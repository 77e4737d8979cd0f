//! Test Helper Utilities
//!
//! Shared fixtures for filemeta integration tests: simple format
//! extractors, a recording store and gallery directory builders.

#![allow(dead_code)]

pub mod log_capture;

pub use log_capture::capture_logs;

use filemeta::{
    CommitOptions, ExtractError, Extractor, FieldMap, GalleryData, ItemStore, RawDocument,
};
use std::path::Path;
use std::sync::atomic::{AtomicUsize, Ordering};
use std::sync::{Arc, Mutex};
use tempfile::TempDir;

/// JSON extractor reading the object stored under `root_key`
///
/// Not JSON → malformed input. JSON without `root_key` → no match.
pub struct JsonRootExtractor {
    pub root_key: &'static str,
    pub calls: Arc<AtomicUsize>,
}

impl JsonRootExtractor {
    pub fn new(root_key: &'static str) -> Self {
        Self {
            root_key,
            calls: Arc::new(AtomicUsize::new(0)),
        }
    }

    pub fn calls(&self) -> usize {
        self.calls.load(Ordering::SeqCst)
    }
}

impl Extractor for JsonRootExtractor {
    fn name(&self) -> &'static str {
        "json-root"
    }

    fn file_to_raw(&self, path: &Path) -> Result<Option<RawDocument>, ExtractError> {
        self.calls.fetch_add(1, Ordering::SeqCst);
        let text = std::fs::read_to_string(path)?;
        let value: serde_json::Value =
            serde_json::from_str(&text).map_err(|e| ExtractError::malformed(path, e.to_string()))?;
        Ok(value.get(self.root_key).cloned())
    }

    fn raw_to_fields(&self, raw: &RawDocument) -> FieldMap {
        raw.as_object().cloned().unwrap_or_default()
    }
}

/// `Key: value` text extractor
///
/// Recognizes `Title`, `Category`, `Language` and `Tags` (comma separated).
/// A file with no `Key: value` line is malformed input.
pub struct KeyValueTextExtractor {
    pub calls: Arc<AtomicUsize>,
}

impl KeyValueTextExtractor {
    pub fn new() -> Self {
        Self {
            calls: Arc::new(AtomicUsize::new(0)),
        }
    }

    pub fn calls(&self) -> usize {
        self.calls.load(Ordering::SeqCst)
    }
}

impl Extractor for KeyValueTextExtractor {
    fn name(&self) -> &'static str {
        "key-value"
    }

    fn file_to_raw(&self, path: &Path) -> Result<Option<RawDocument>, ExtractError> {
        self.calls.fetch_add(1, Ordering::SeqCst);
        let text = std::fs::read_to_string(path)?;
        let mut raw = serde_json::Map::new();
        for line in text.lines() {
            if let Some((key, value)) = line.split_once(':') {
                raw.insert(
                    key.trim().to_lowercase(),
                    serde_json::Value::String(value.trim().to_string()),
                );
            }
        }
        if raw.is_empty() {
            return Err(ExtractError::malformed(path, "no key: value lines"));
        }
        Ok(Some(serde_json::Value::Object(raw)))
    }

    fn raw_to_fields(&self, raw: &RawDocument) -> FieldMap {
        let mut fields = FieldMap::new();
        let text = |key: &str| raw.get(key).and_then(|v| v.as_str()).map(str::to_string);

        if let Some(title) = text("title") {
            fields.insert("titles".to_string(), serde_json::json!([[title, null]]));
        }
        if let Some(category) = text("category") {
            fields.insert("category".to_string(), category.into());
        }
        if let Some(language) = text("language") {
            fields.insert("language".to_string(), language.into());
        }
        if let Some(tags) = text("tags") {
            let tags: Vec<&str> = tags.split(',').collect();
            fields.insert("tags".to_string(), serde_json::json!(tags));
        }
        fields
    }
}

/// Store recording every commit
#[derive(Default)]
pub struct RecordingStore {
    pub commits: Mutex<Vec<(String, GalleryData, CommitOptions)>>,
}

impl RecordingStore {
    pub fn commit_count(&self) -> usize {
        self.commits.lock().unwrap().len()
    }

    pub fn last(&self) -> Option<(String, GalleryData, CommitOptions)> {
        self.commits.lock().unwrap().last().cloned()
    }
}

impl ItemStore for RecordingStore {
    type Target = str;

    fn update_item_data(
        &self,
        target: &str,
        data: GalleryData,
        options: &CommitOptions,
    ) -> filemeta::Result<bool> {
        let applied = !data.is_empty();
        self.commits
            .lock()
            .unwrap()
            .push((target.to_string(), data, options.clone()));
        Ok(applied)
    }
}

/// Gallery directory containing the given files
pub fn gallery_dir(files: &[(&str, &str)]) -> TempDir {
    let dir = TempDir::new().unwrap();
    for (name, content) in files {
        std::fs::write(dir.path().join(name), content).unwrap();
    }
    dir
}
//! Core types and the extractor capability
//!
//! Defines the format flags, the untyped field map produced by extractors,
//! and the [`Extractor`] trait hosts implement once per supported format.

use bitflags::bitflags;
use serde::{Deserialize, Serialize};
use std::fmt;
use std::path::{Path, PathBuf};
use thiserror::Error;

bitflags! {
    /// Supported companion-file formats
    ///
    /// Declaration order is the canonical priority order used by the
    /// dispatcher when several formats are acceptable for one file.
    #[derive(Debug, Clone, Copy, PartialEq, Eq, Hash, PartialOrd, Ord, Serialize, Deserialize)]
    pub struct FormatFlag: u32 {
        /// eze `info.json`
        const EZE = 1 << 0;

        /// HDoujin downloader `info.txt` / `info.json`
        const HDOUJIN = 1 << 1;

        /// e-hentai-downloader `info.txt`
        const EHDOWNLOADER = 1 << 2;
    }
}

impl FormatFlag {
    /// Single flags in canonical priority order
    pub fn canonical_order() -> impl Iterator<Item = FormatFlag> {
        FormatFlag::all().iter()
    }

    /// True if exactly one format bit is set
    pub fn is_single(&self) -> bool {
        self.bits().count_ones() == 1
    }

    /// Parse a list of flag names (`"EZE"`, `"hdoujin"`, ...) into a set
    pub fn from_names<S: AsRef<str>>(names: &[S]) -> Option<FormatFlag> {
        names.iter().try_fold(FormatFlag::empty(), |acc, name| {
            let name = name.as_ref().trim().to_ascii_uppercase();
            FormatFlag::from_name(&name).map(|flag| acc | flag)
        })
    }
}

impl fmt::Display for FormatFlag {
    fn fmt(&self, f: &mut fmt::Formatter<'_>) -> fmt::Result {
        let names: Vec<&str> = self.iter_names().map(|(name, _)| name).collect();
        if names.is_empty() {
            f.write_str("NONE")
        } else {
            f.write_str(&names.join(" | "))
        }
    }
}

/// Raw structure parsed from a companion file, before field derivation
pub type RawDocument = serde_json::Value;

/// Semantic field dictionary produced by an extractor
///
/// Recognized keys: `titles`, `artists`, `parodies`, `category`,
/// `language`, `tags`, `pub_date`, `urls`. Unknown keys are carried along
/// and ignored by normalization.
pub type FieldMap = serde_json::Map<String, serde_json::Value>;

/// Extraction error
#[derive(Debug, Error)]
pub enum ExtractError {
    /// File content is not in the format this extractor understands
    #[error("Malformed input {path}: {reason}")]
    MalformedInput {
        /// Offending file
        path: PathBuf,
        /// What did not match
        reason: String,
    },

    /// I/O error (file read)
    #[error("IO error: {0}")]
    Io(#[from] std::io::Error),
}

impl ExtractError {
    /// Shorthand for a malformed-input rejection
    pub fn malformed(path: &Path, reason: impl Into<String>) -> Self {
        ExtractError::MalformedInput {
            path: path.to_path_buf(),
            reason: reason.into(),
        }
    }
}

/// Companion-file format extractor
///
/// One implementation per [`FormatFlag`], registered in an
/// [`ExtractorRegistry`](crate::extractors::ExtractorRegistry).
///
/// # Example
/// ```rust,ignore
/// use filemeta::{Extractor, ExtractError, FieldMap, RawDocument};
///
/// struct EzeExtractor;
///
/// impl Extractor for EzeExtractor {
///     fn name(&self) -> &'static str { "eze" }
///
///     fn file_to_raw(&self, path: &Path) -> Result<Option<RawDocument>, ExtractError> {
///         let text = std::fs::read_to_string(path)?;
///         serde_json::from_str(&text)
///             .map(Some)
///             .map_err(|e| ExtractError::malformed(path, e.to_string()))
///     }
///
///     fn raw_to_fields(&self, raw: &RawDocument) -> FieldMap {
///         // map eze keys onto titles/artists/tags/...
///         FieldMap::new()
///     }
/// }
/// ```
pub trait Extractor: Send + Sync {
    /// Extractor name for logging
    fn name(&self) -> &'static str;

    /// Parse a file into a raw structure
    ///
    /// `Ok(None)` (or an empty document) means the file did not match.
    ///
    /// # Errors
    /// `ExtractError::MalformedInput` when the content is unreadable or not
    /// in this extractor's format.
    fn file_to_raw(&self, path: &Path) -> Result<Option<RawDocument>, ExtractError>;

    /// Derive the semantic field dictionary from a raw structure
    fn raw_to_fields(&self, raw: &RawDocument) -> FieldMap;
}

/// Truthiness of a loosely-typed value
///
/// Null, `false`, zero, empty strings and empty containers are falsy.
pub fn is_falsy(value: &serde_json::Value) -> bool {
    match value {
        serde_json::Value::Null => true,
        serde_json::Value::Bool(b) => !b,
        serde_json::Value::Number(n) => n.as_f64() == Some(0.0),
        serde_json::Value::String(s) => s.is_empty(),
        serde_json::Value::Array(a) => a.is_empty(),
        serde_json::Value::Object(o) => o.is_empty(),
    }
}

-=-=-

* Your task
Search the data for the string "formats" and copy out every line where it is found.

* Task solution
    /// Supported companion-file formats
    /// dispatcher when several formats are acceptable for one file.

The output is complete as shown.